Antiplatelet therapy in acute coronary syndromes: ticagrelor.

Abstract

Ticagrelor is a direct-acting, oral, reversibly binding P2Y(12) receptor antagonist. As a cyclopentyltriazolopyrimidine, ticagrelor represents a new chemical class of agents that do not require metabolic activation and have consistent ability to inhibit platelet aggregation. The phase III PLATO study evaluated ticagrelor compared with clopidogrel in 18,624 patients with acute coronary syndromes, and demonstrated a significant reduction in the risk of death from vascular causes/myocardial infarction (MI)/stroke with ticagrelor (9.8 vs. 11.7% with clopidogrel; HR: 0.84; 95% CI: 0.77-0.92; p < 0.001) without a significant increase in PLATO-defined major bleeding (11.6 vs. 11.2%, respectively; p = 0.43).
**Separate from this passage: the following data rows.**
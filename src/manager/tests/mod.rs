use super::*;
use crate::error::{Error, ProcessError, TaskError};
use crate::extraction::ArchiveTool;
use crate::test_helpers::{FakeArchiveTool, create_test_manager, manager_over};
use crate::types::{InstallConfig, TaskParams, TaskSource, TaskState};
use std::path::Path;
use std::time::Duration;

mod store;

fn params(root: &Path) -> TaskParams {
    TaskParams {
        name: "Example".to_string(),
        image_url: "https://img.example/cover.png".to_string(),
        save_dir: root.join("downloads"),
        md5: String::new(),
        install_dir: root.join("install"),
        install: InstallConfig::Archive {
            password: Some("secret".to_string()),
        },
    }
}

fn pan(path: &str) -> TaskSource {
    TaskSource::Pan {
        pan_path: path.to_string(),
    }
}

fn fake_tool() -> Arc<dyn ArchiveTool> {
    Arc::new(FakeArchiveTool::new())
}

/// A manager whose BaiduPCS-Go binary does not exist
fn offline_manager() -> (TaskManager, tempfile::TempDir) {
    create_test_manager(Path::new("/nonexistent/BaiduPCS-Go"), fake_tool())
}

fn assert_invalid_state(err: Error, expected_state: TaskState) {
    match err {
        Error::Task(TaskError::InvalidState { current_state, .. }) => {
            assert_eq!(current_state, expected_state)
        }
        other => panic!("expected InvalidState, got {other:?}"),
    }
}

/// Poll until the record reaches `state`
async fn wait_for_state(manager: &TaskManager, id: TaskId, state: TaskState) -> TaskRecord {
    tokio::time::timeout(Duration::from_secs(10), async {
        loop {
            if let Some(record) = manager.get_task(id).await
                && record.state == state
            {
                return record;
            }
            tokio::time::sleep(Duration::from_millis(20)).await;
        }
    })
    .await
    .unwrap_or_else(|_| panic!("task {id} never reached {state}"))
}

/// Read the persisted store as raw JSON
fn read_store(path: &Path) -> serde_json::Value {
    serde_json::from_str(&std::fs::read_to_string(path).unwrap()).unwrap()
}
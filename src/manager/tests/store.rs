use super::*;

fn record(id: u64, state: TaskState) -> TaskRecord {
    let mut record = TaskRecord::new(
        TaskId(id),
        params(Path::new("/data")),
        pan(&format!("/games/{id}.zip")),
        1_700_000_000_000,
    );
    record.state = state;
    record
}

#[tokio::test]
async fn missing_store_loads_empty() {
    let temp_dir = tempfile::tempdir().unwrap();

    let store = TaskStore::load(&temp_dir.path().join("tasks.json")).await;

    assert_eq!(store, TaskStore::default());
}

#[tokio::test]
async fn corrupt_store_loads_empty() {
    let temp_dir = tempfile::tempdir().unwrap();
    let path = temp_dir.path().join("tasks.json");
    std::fs::write(&path, "{\"latestId\": 3, \"tasks\": [").unwrap();

    let store = TaskStore::load(&path).await;

    assert_eq!(store.latest_id, 0);
    assert!(store.tasks.is_empty());
}

#[tokio::test]
async fn save_then_load_keeps_records_and_counter() {
    let temp_dir = tempfile::tempdir().unwrap();
    let path = temp_dir.path().join("state").join("tasks.json");
    let store = TaskStore {
        latest_id: 7,
        tasks: vec![
            record(5, TaskState::Completed),
            record(7, TaskState::Error),
        ],
    };

    store.save(&path).await.unwrap();
    let loaded = TaskStore::load(&path).await;

    assert_eq!(loaded, store);
    assert!(
        !temp_dir.path().join("state").join("tasks.json.tmp").exists(),
        "temp file must be renamed away"
    );
}

#[tokio::test]
async fn stale_downloading_record_loads_as_paused() {
    let temp_dir = tempfile::tempdir().unwrap();
    let path = temp_dir.path().join("tasks.json");
    TaskStore {
        latest_id: 2,
        tasks: vec![
            record(1, TaskState::Downloading),
            record(2, TaskState::Waiting),
        ],
    }
    .save(&path)
    .await
    .unwrap();

    let store = TaskStore::load(&path).await;

    assert_eq!(store.get(TaskId(1)).unwrap().state, TaskState::Paused);
    assert_eq!(store.get(TaskId(2)).unwrap().state, TaskState::Waiting);
}

#[tokio::test]
async fn manager_exposes_stale_downloading_task_as_paused() {
    let temp_dir = tempfile::tempdir().unwrap();
    TaskStore {
        latest_id: 1,
        tasks: vec![record(1, TaskState::Downloading)],
    }
    .save(&temp_dir.path().join("tasks.json"))
    .await
    .unwrap();

    let manager = manager_over(
        temp_dir.path(),
        Path::new("/nonexistent/BaiduPCS-Go"),
        fake_tool(),
    );

    let record = manager.get_task(TaskId(1)).await.unwrap();
    assert_eq!(record.state, TaskState::Paused);

    // the counter survives the reload
    let id = manager
        .add_task(params(temp_dir.path()), pan("/games/next.zip"))
        .await
        .unwrap();
    assert_eq!(id, TaskId(2));
}

#[tokio::test]
async fn store_file_uses_camel_case_keys() {
    let temp_dir = tempfile::tempdir().unwrap();
    let path = temp_dir.path().join("tasks.json");
    TaskStore {
        latest_id: 1,
        tasks: vec![record(1, TaskState::Paused)],
    }
    .save(&path)
    .await
    .unwrap();

    let json = read_store(&path);
    let task = &json["tasks"][0];
    for key in [
        "id",
        "name",
        "imageUrl",
        "saveDir",
        "md5",
        "localPath",
        "createdAt",
        "updatedAt",
        "completedAt",
        "source",
        "installDir",
        "install",
        "state",
        "progress",
    ] {
        assert!(task.get(key).is_some(), "missing key {key}");
    }
    assert_eq!(task["progress"]["timeLeft"], 0);
    assert!(
        std::fs::read_to_string(&path).unwrap().contains("\n  "),
        "store is pretty-printed"
    );
}

#[test]
fn next_id_increments_counter() {
    let mut store = TaskStore {
        latest_id: 4,
        tasks: Vec::new(),
    };

    assert_eq!(store.next_id(), TaskId(5));
    assert_eq!(store.next_id(), TaskId(6));
    assert_eq!(store.latest_id, 6);
}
MI and death from vascular causes were separately significantly reduced, and death from any cause and stent thrombosis reductions achieved nominal statistical significance. Ticagrelor showed benefit over clopidogrel in almost all patient subgroups, including patients who had received clopidogrel at randomization, patients with both planned invasive or noninvasive treatment; patients with ST elevation myocardial infarction (STEMI) referred for primary percutaneous coronary intervention, patients with non-STEMI, and patients who underwent bypass surgery. Hence, the PLATO population reflected specifically those patients who would ordinarily receive thienopyridine-based antiplatelet therapy in a clinical setting.